Title; Capacity. The Company will employ Executive, and Executive agrees to work for the Company, as its Chief Executive
Officer to perform the duties and responsibilities inherent in such position and such other duties and responsibilities consistent
with such position (including travel, as required) as the Company’s Board of Directors (the “Board”, and if the
Merger (as defined below) is consummated, “Board” shall mean the Board of Directors of Document Security Systems, Inc.
for all purposes in this Agreement) shall from time to time assign to him. Executive shall report directly to the Board and shall
be subject to the supervision of, and shall have such authority as is delegated to him by, the Board, which authority shall be
sufficient to perform his duties hereunder.

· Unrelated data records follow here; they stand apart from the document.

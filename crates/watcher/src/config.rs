//! Watcher configuration

use std::path::{Path, PathBuf};
use std::time::Duration;

use anyhow::{bail, Context, Result};
use serde::Deserialize;
use watch_lib::anomaly::DetectorConfig;
use watch_lib::overpass::{OverpassConfig, PlaceFilter, SearchArea};

/// Environment variable naming an optional config file
pub const CONFIG_FILE_ENV: &str = "PIZZA_WATCH_CONFIG";

/// Prefix for per-field environment overrides (`PIZZA_WATCH_LATITUDE`, ...)
pub const ENV_PREFIX: &str = "PIZZA_WATCH";

/// Watcher configuration
#[derive(Debug, Clone, Deserialize)]
pub struct WatcherConfig {
    /// Instance name used in logs and alert labels
    #[serde(default = "default_instance")]
    pub instance: String,

    #[serde(default = "default_latitude")]
    pub latitude: f64,

    #[serde(default = "default_longitude")]
    pub longitude: f64,

    /// Search radius in meters
    #[serde(default = "default_radius")]
    pub radius_m: u32,

    #[serde(default = "default_cuisine")]
    pub cuisine: String,

    /// Overpass interpreter endpoint
    #[serde(default = "default_overpass_url")]
    pub overpass_url: String,

    #[serde(default = "default_request_timeout")]
    pub request_timeout_secs: u64,

    #[serde(default = "default_query_timeout")]
    pub query_timeout_secs: u64,

    #[serde(default = "default_max_retries")]
    pub max_retries: u32,

    /// Poll interval in seconds
    #[serde(default = "default_interval")]
    pub interval_secs: u64,

    /// Maximum random delay added to each interval
    #[serde(default)]
    pub jitter_secs: u64,

    #[serde(default = "default_stats_file")]
    pub stats_file: PathBuf,

    #[serde(default = "default_known_places_file")]
    pub known_places_file: PathBuf,

    #[serde(default = "default_log_file")]
    pub log_file: PathBuf,

    /// API server port for health/metrics
    #[serde(default = "default_api_port")]
    pub api_port: u16,

    /// Anomaly score threshold
    #[serde(default = "default_threshold")]
    pub threshold: f64,

    /// Seasonal period in polls
    #[serde(default = "default_period")]
    pub period: usize,

    #[serde(default = "default_seasonal_span")]
    pub seasonal_span: usize,

    #[serde(default = "default_robust")]
    pub robust: bool,

    /// Number of ratios kept for detection
    #[serde(default = "default_window")]
    pub window: usize,

    #[serde(default = "default_min_visits")]
    pub min_visits: u64,

    #[serde(default = "default_max_visits")]
    pub max_visits: u64,

    /// Alertmanager-compatible webhook; alerts are only logged when unset
    #[serde(default)]
    pub alert_webhook_url: Option<String>,

    #[serde(default = "default_alert_timeout")]
    pub alert_timeout_secs: u64,

    #[serde(default = "default_dedup_window")]
    pub dedup_window_secs: u64,
}

fn default_instance() -> String {
    std::env::var("HOSTNAME").unwrap_or_else(|_| "pizza-watcher".to_string())
}

fn default_latitude() -> f64 {
    SearchArea::default().latitude
}

fn default_longitude() -> f64 {
    SearchArea::default().longitude
}

fn default_radius() -> u32 {
    SearchArea::default().radius_m
}

fn default_cuisine() -> String {
    PlaceFilter::default().cuisine
}

fn default_overpass_url() -> String {
    OverpassConfig::default().endpoint
}

fn default_request_timeout() -> u64 {
    30
}

fn default_query_timeout() -> u64 {
    25
}

fn default_max_retries() -> u32 {
    2
}

fn default_interval() -> u64 {
    3600
}

fn default_stats_file() -> PathBuf {
    PathBuf::from(watch_lib::monitor::DEFAULT_STATS_FILE)
}

fn default_known_places_file() -> PathBuf {
    PathBuf::from(watch_lib::monitor::DEFAULT_LEDGER_FILE)
}

fn default_log_file() -> PathBuf {
    PathBuf::from("logs.txt")
}

fn default_api_port() -> u16 {
    8080
}

fn default_threshold() -> f64 {
    3.0
}

fn default_period() -> usize {
    24
}

fn default_seasonal_span() -> usize {
    7
}

fn default_robust() -> bool {
    true
}

fn default_window() -> usize {
    72
}

fn default_min_visits() -> u64 {
    3
}

fn default_max_visits() -> u64 {
    15
}

fn default_alert_timeout() -> u64 {
    10
}

fn default_dedup_window() -> u64 {
    900
}

impl WatcherConfig {
    /// Load configuration from the environment and the optional config file
    pub fn load() -> Result<Self> {
        let file = std::env::var_os(CONFIG_FILE_ENV).map(PathBuf::from);
        Self::load_from(file.as_deref())
    }

    /// Load configuration with an explicit config file
    ///
    /// Environment variables override values from the file.
    pub fn load_from(file: Option<&Path>) -> Result<Self> {
        let mut builder = config::Config::builder();
        if let Some(path) = file {
            builder = builder.add_source(config::File::from(path).required(true));
        }
        let config = builder
            .add_source(config::Environment::with_prefix(ENV_PREFIX).try_parsing(true))
            .build()
            .context("Failed to read watcher configuration")?;

        let parsed: WatcherConfig = config
            .try_deserialize()
            .context("Invalid watcher configuration")?;
        parsed.validate()?;
        Ok(parsed)
    }

    /// Reject settings the monitor cannot run with
    pub fn validate(&self) -> Result<()> {
        if !(-90.0..=90.0).contains(&self.latitude) {
            bail!("latitude {} is out of range", self.latitude);
        }
        if !(-180.0..=180.0).contains(&self.longitude) {
            bail!("longitude {} is out of range", self.longitude);
        }
        if self.radius_m == 0 {
            bail!("radius_m must be positive");
        }
        if self.interval_secs == 0 {
            bail!("interval_secs must be positive");
        }
        if self.period < 2 {
            bail!("period must be at least 2");
        }
        if self.window < 2 * self.period {
            bail!(
                "window ({}) must hold at least two periods ({})",
                self.window,
                2 * self.period
            );
        }
        if self.threshold <= 0.0 || !self.threshold.is_finite() {
            bail!("threshold must be a positive number");
        }
        Ok(())
    }

    pub fn search_area(&self) -> SearchArea {
        SearchArea {
            latitude: self.latitude,
            longitude: self.longitude,
            radius_m: self.radius_m,
        }
    }

    pub fn place_filter(&self) -> PlaceFilter {
        PlaceFilter {
            cuisine: self.cuisine.clone(),
            ..PlaceFilter::default()
        }
    }

    pub fn overpass_config(&self) -> OverpassConfig {
        OverpassConfig {
            endpoint: self.overpass_url.clone(),
            request_timeout: Duration::from_secs(self.request_timeout_secs),
            query_timeout_secs: self.query_timeout_secs,
            max_retries: self.max_retries,
            ..OverpassConfig::default()
        }
    }

    pub fn detector_config(&self) -> DetectorConfig {
        DetectorConfig {
            threshold: self.threshold,
            period: self.period,
            seasonal_span: self.seasonal_span,
            robust: self.robust,
        }
    }

    /// Location as `lat,lon`
    pub fn location(&self) -> String {
        format!("{},{}", self.latitude, self.longitude)
    }
}
//! Output formatting utilities

use clap::ValueEnum;
use colored::Colorize;
use serde::Serialize;
use tabled::{settings::Style, Table, Tabled};

/// Output format for CLI commands
#[derive(Debug, Clone, Copy, Default, PartialEq, Eq, ValueEnum)]
pub enum OutputFormat {
    /// Table format (default)
    #[default]
    Table,
    /// JSON format
    Json,
}

/// Print rows as a rounded table
pub fn print_table<T: Tabled>(rows: Vec<T>) {
    let table = Table::new(rows).with(Style::rounded()).to_string();
    println!("{}", table);
}

/// Print a value as pretty JSON
pub fn print_json<T: Serialize + ?Sized>(value: &T) -> anyhow::Result<()> {
    println!("{}", serde_json::to_string_pretty(value)?);
    Ok(())
}

/// Print a success message
pub fn print_success(message: &str) {
    println!("{} {}", "✓".green().bold(), message);
}

/// Print a warning message
pub fn print_warning(message: &str) {
    println!("{} {}", "⚠".yellow().bold(), message);
}

/// Print an info message
pub fn print_info(message: &str) {
    println!("{} {}", "ℹ".blue().bold(), message);
}

/// Print a section heading with an underline
pub fn print_heading(title: &str, width: usize) {
    println!("{}", title.bold());
    println!("{}", "=".repeat(width));
}

/// Format an optional score with two decimals
pub fn format_score(score: Option<f64>) -> String {
    score.map(|s| format!("{:.2}", s)).unwrap_or_else(|| "-".to_string())
}

/// Color status based on value
pub fn color_status(status: &str) -> String {
    match status.to_lowercase().as_str() {
        "healthy" | "ready" | "ok" => status.green().to_string(),
        "degraded" | "warning" => status.yellow().to_string(),
        "unhealthy" | "anomaly" | "error" => status.red().to_string(),
        _ => status.to_string(),
    }
}

/// Color a score against the alert threshold
pub fn color_score(score: f64, threshold: f64) -> String {
    let formatted = format!("{:.2}", score);
    if score > threshold {
        formatted.red().bold().to_string()
    } else if score > threshold * 0.75 {
        formatted.yellow().to_string()
    } else {
        formatted.green().to_string()
    }
}

/// Render an anomaly flag for tables
pub fn format_anomaly(anomaly: Option<bool>) -> String {
    match anomaly {
        Some(true) => color_status("anomaly"),
        Some(false) => "no".to_string(),
        None => "-".to_string(),
    }
}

Executive shall be a full time employee and shall devote his full business time and
best efforts in the performance of the foregoing, provided (i) that he may accept board memberships or participate in charitable
and similar organizations which are not in conflict with his primary obligations to the Company, further provided that such activities
shall be approved by the Board, which approval shall not be unreasonably withheld; and (ii) he may perform related services as
described in Section 6.4 below.

 

3.                 
Compensation, Equity and Benefits.

 

3.1             
Salary. The Company shall pay Executive an annual base salary of $350,000, less applicable payroll withholdings,
which shall be payable in accordance with the Company’s customary payroll practices (the “Base Salary”). Such
Base Salary shall not be reduced during Executive’s employment unless a proportionate reduction is generally applied to all
senior executives. The Board shall review the Executive’s salary and performance not less often than annually and shall consider
the Executive for appropriate base salary increases, if any, as are applied to other Company executives.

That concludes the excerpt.